These new CbC Reporting
requirements are to be implemented for fiscal years beginning on or after 1 January
2016 and apply, subject to the 2020 review, to MNEs with annual consolidated group
revenue equal to or exceeding EUR 750 million. It is acknowledged that some jurisdictions
may need time to follow their particular domestic legislative process in order to
make necessary adjustments to their local law.

1.8 In
order to facilitate the implementation of the new reporting standards, an implementation
package has been developed consisting of model legislation which could be used by
countries to require MNE groups to file the CbC Report and competent authority agreements
that are to be used to facilitate implementation of the exchange of those reports
among tax administrations. As a next step, it is intended that an XML Schema and
a related User Guide will be developed with a view to accommodating the electronic
exchange of CbC Reports.

It is recognised that
the need for more effective dispute resolution may increase as a result of the enhanced
risk assessment capability following the adoption and implementation of a CbC Reporting
requirement.

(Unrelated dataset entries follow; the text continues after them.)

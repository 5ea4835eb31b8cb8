//! Composition root
//!
//! Wires parser, dispatcher, queue and engine together from explicitly
//! injected collaborators. Hosts that want finer control can assemble the
//! pieces themselves; nothing here is required by the core.

use std::sync::Arc;

use flume::Receiver;
use tracing::info;
use uuid::Uuid;

use crate::command::ProtocolCommandClient;
use crate::config::SyncConfig;
use crate::dispatch::MessageDispatcher;
use crate::events::{EventSink, SyncEvent};
use crate::protocol::{MessageParser, WireMessage};
use crate::store::{AccountStore, SessionProvider, StoreProvider};
use crate::sync::engine::SyncEngine;
use crate::sync::queue::{QueueStatus, SyncQueue, TaskKind};
use crate::types::error::Result;

/// A fully wired OMTP sync service for one voicemail account.
pub struct OmtpService {
    parser: MessageParser,
    dispatcher: MessageDispatcher,
    queue: SyncQueue,
    commands: ProtocolCommandClient,
    events: Receiver<SyncEvent>,
}

impl OmtpService {
    pub fn new(
        stores: Arc<dyn StoreProvider>,
        accounts: Arc<dyn AccountStore>,
        sessions: Arc<dyn SessionProvider>,
        config: SyncConfig,
    ) -> Self {
        let (sink, events) = EventSink::new();

        let engine = Arc::new(SyncEngine::new(stores.clone(), sessions.clone()));
        let queue = SyncQueue::new(engine, accounts.clone(), sink.clone(), config.clone());
        let dispatcher = MessageDispatcher::new(
            accounts,
            stores.local_voicemails(),
            queue.clone(),
            sink,
        );

        info!("omtp sync service assembled");

        Self {
            parser: MessageParser::new(config.timestamp_format),
            dispatcher,
            queue,
            commands: ProtocolCommandClient::new(sessions),
            events,
        }
    }

    /// Feed one raw SMS body through parse and dispatch.
    pub async fn receive_sms(&self, body: &str, originator: &str) -> Result<()> {
        let message = self.parser.parse(body, originator)?;
        self.dispatcher.dispatch(message).await
    }

    /// Dispatch an already-decoded message (for hosts that parse
    /// elsewhere).
    pub async fn dispatch(&self, message: WireMessage) -> Result<()> {
        self.dispatcher.dispatch(message).await
    }

    /// Enqueue a sync task; external triggers use this for the mirror
    /// upload pass the wire protocol never asks for.
    pub async fn submit(&self, kind: TaskKind) -> Uuid {
        self.queue.submit(kind).await
    }

    /// Drop the active task without touching the queued tail.
    pub async fn drop_current(&self) {
        self.queue.drop_current().await
    }

    pub async fn queue_status(&self) -> QueueStatus {
        self.queue.status().await
    }

    /// One-shot commands that bypass the queue.
    pub fn commands(&self) -> &ProtocolCommandClient {
        &self.commands
    }

    /// The notification stream. All user-visible behavior of the engine
    /// flows out of here.
    pub fn events(&self) -> &Receiver<SyncEvent> {
        &self.events
    }
}
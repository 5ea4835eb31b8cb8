//! Collaborator seams
//!
//! The engine consumes storage, the account configuration and the IMAP-like
//! session through these narrow traits. Concrete backends live with the
//! host; nothing in this crate opens a database or a socket.

use async_trait::async_trait;
use std::sync::Arc;
use thiserror::Error;

use crate::config::AccountConfig;
use crate::types::error::SyncError;
use crate::types::{Action, GreetingRecord, SyncEntity, VoicemailRecord};

/// Failure applying or reading a record store.
#[derive(Debug, Clone, PartialEq, Error)]
pub enum StoreError {
    #[error("storage failure: {0}")]
    Backend(String),

    /// Apply is not all-or-nothing; a partial failure describes the subset
    /// that did not land.
    #[error("partial apply: {description}")]
    PartialApply { description: String },
}

impl From<StoreError> for SyncError {
    fn from(err: StoreError) -> Self {
        SyncError::Store(err.to_string())
    }
}

/// One store of reconcilable records (the local database, or the remote
/// mailbox viewed through a session).
#[async_trait]
pub trait RecordStore<E: SyncEntity>: Send + Sync {
    async fn fetch_all(&self) -> Result<Vec<E>, StoreError>;

    async fn apply(&self, actions: &[Action<E>]) -> Result<(), StoreError>;
}

/// Last-known-good snapshot of the remote store, used to detect local
/// deletions without re-fetching the server.
#[async_trait]
pub trait MirrorStore<E: SyncEntity>: Send + Sync {
    async fn fetch_all(&self) -> Result<Vec<E>, StoreError>;

    /// Replace the whole snapshot after a successful sync.
    async fn replace(&self, records: Vec<E>) -> Result<(), StoreError>;
}

/// Persistence for the subscriber account configuration.
#[async_trait]
pub trait AccountStore: Send + Sync {
    async fn load(&self) -> Result<AccountConfig, StoreError>;

    async fn save(&self, config: &AccountConfig) -> Result<(), StoreError>;
}

/// An open IMAP-like session for out-of-band protocol commands.
#[async_trait]
pub trait ProtocolSession: Send {
    /// Send one request line, returning the server's response lines.
    async fn send_command(&mut self, line: &str) -> Result<Vec<String>, SyncError>;

    /// Gracefully close the session.
    async fn terminate(&mut self) -> Result<(), SyncError>;
}

/// Opens protocol sessions on demand.
#[async_trait]
pub trait SessionProvider: Send + Sync {
    async fn open(&self) -> Result<Box<dyn ProtocolSession>, SyncError>;
}

/// Hands the engine the stores a reconciliation works against.
///
/// Injected at construction; no process-wide resolver exists.
pub trait StoreProvider: Send + Sync {
    fn local_voicemails(&self) -> Arc<dyn RecordStore<VoicemailRecord>>;

    fn remote_voicemails(&self) -> Arc<dyn RecordStore<VoicemailRecord>>;

    fn voicemail_mirror(&self) -> Arc<dyn MirrorStore<VoicemailRecord>>;

    fn local_greetings(&self) -> Arc<dyn RecordStore<GreetingRecord>>;

    fn remote_greetings(&self) -> Arc<dyn RecordStore<GreetingRecord>>;
}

This need has been addressed when designing government-to-government
mechanisms to be used to facilitate the automatic exchange of CbC Reports.

Jurisdictions endeavour
to introduce, as necessary, domestic legislation in a timely manner. They are also
encouraged to expand the coverage of their international agreements for exchange
of information. Mechanisms will be developed to monitor jurisdictions’ compliance
with their commitments and to monitor the effectiveness of the filing and dissemination
mechanisms. The outcomes of this monitoring will be taken into consideration in
the 2020 review.

2.       Objectives
of transfer pricing documentation requirements

2.1 Three objectives of TP documentation are:
1. to ensure that taxpayers give appropriate consideration to TP requirements in establishing prices and other conditions for transactions between associated enterprises and in reporting the income derived from such transactions in their tax returns;

2. to provide tax administrations with the information necessary to conduct an informed TP risk assessment; and

3. to provide tax administrations with useful information to employ in conducting an appropriately thorough audit of the TP practices of entities subject to tax in their jurisdiction, although it may be necessary to supplement the documentation with additional information as the audit progresses.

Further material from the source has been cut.